Seattle has been sitting at 3.5-4% cycling (ACS) for nearly a decade in spite of doing a number of these treatments. Does this approach sound familiar? Of course, like the businessman who loses money on each sale but is determined to make it up in volume, Seattle, and Portland, will push on with more of the same shoe-horn separation and be certain that it will work just fine.

GlowBoy
Guest
GlowBoy

I’ve had good results with both brands, which is why I’m not happy to hear about a merger. Less competition will not be good for the consumer.

Al
Guest
Al

I don’t know where to start with the Bob Lutz article. Let’s set aside the fact that Uber and Lyft don’t want to own vehicles as they mostly rely on exploiting their drivers.

Lutz seems to be extrapolating the fantastic progress that has been made in autonomous vehicle technology the last 5 years but fails to recognize the fact that this pace of progress is based on solving the easiest problems. Companies have literally picked the lowest hanging fruit and are projecting that the rest will be just as easy to pick. Good luck with that.
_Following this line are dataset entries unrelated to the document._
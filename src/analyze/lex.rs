use std::ops::Range;

use crate::analyze::{Error, ErrorKind};

const COMMENT: &str = "//";

/// A source line that carries an instruction.
#[derive(Debug, Clone, PartialEq, Eq)]
pub struct Line {
    /// 1-based line number
    pub number: usize,
    /// Byte range of the code on this line, comment and surrounding whitespace excluded
    pub range: Range<usize>,
    /// The code with every whitespace character removed
    pub text: String,
}

impl Line {
    pub fn error(&self, kind: ErrorKind) -> Error {
        Error::new(kind, self.number, self.range.clone())
    }
}

/// Splits source text into significant lines, dropping comments and blank lines.
pub struct Lexer<'src> {
    code: &'src str,
    index: usize,
    line: usize,
}

impl<'src> Lexer<'src> {
    pub fn new(code: &'src str) -> Self {
        Self {
            code,
            index: 0,
            line: 0,
        }
    }

    pub fn next_line(&mut self) -> Option<Line> {
        while let Some((start, raw)) = self.read_raw() {
            let code = match raw.find(COMMENT) {
                Some(end) => &raw[..end],
                None => raw,
            };

            let text: String = code.chars().filter(|c| !c.is_whitespace()).collect();
            if text.is_empty() {
                continue;
            }

            let leading = code.len() - code.trim_start().len();
            let range = (start + leading)..(start + code.trim_end().len());

            return Some(Line {
                number: self.line,
                range,
                text,
            });
        }

        None
    }
}

/// Internals
impl<'src> Lexer<'src> {
    fn read_raw(&mut self) -> Option<(usize, &'src str)> {
        if self.index >= self.code.len() {
            return None;
        }

        let code = self.code;
        let start = self.index;
        let rest = &code[start..];
        let raw = match rest.find('\n') {
            Some(end) => {
                self.index += end + 1;
                &rest[..end]
            }
            None => {
                self.index = code.len();
                rest
            }
        };

        self.line += 1;
        Some((start, raw))
    }
}

impl Iterator for Lexer<'_> {
    type Item = Line;

    fn next(&mut self) -> Option<Self::Item> {
        self.next_line()
    }
}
Think about this for just a second. Neither rail nor shipping have automated navigation yet. Trains on a closed rail network that can be entirely computerized still have drivers! Ships still have crews to navigate them! When either of these systems show signs of full autonomy, then we can get excited about autonomous vehicles that operate in a much more complicated environment.

We are living in another economic distortion much like the dot com bubble. This is not normal. Companies like Uber, which are struggling in this petri dish of an economy almost as if it were specifically designed to foster such companies will utterly collapse at the next correction.